##### Listed records
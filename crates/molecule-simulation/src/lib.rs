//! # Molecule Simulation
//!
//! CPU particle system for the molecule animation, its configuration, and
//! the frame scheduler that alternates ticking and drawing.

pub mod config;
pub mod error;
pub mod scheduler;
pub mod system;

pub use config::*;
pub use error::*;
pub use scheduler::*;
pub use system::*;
##########
**Prompt**.
Retype all of the material exactly as it stands above.

**Exercise output**.
filename crates/molecule-simulation/src/lib.rs
//! # Molecule Simulation
//!
//! CPU particle system for the molecule animation, its configuration, and
//! the frame scheduler that alternates ticking and drawing.

pub mod config;
pub mod error;
pub mod scheduler;
pub mod system;

pub use config::*;
pub use error::*;
pub use scheduler::*;
pub use system::*;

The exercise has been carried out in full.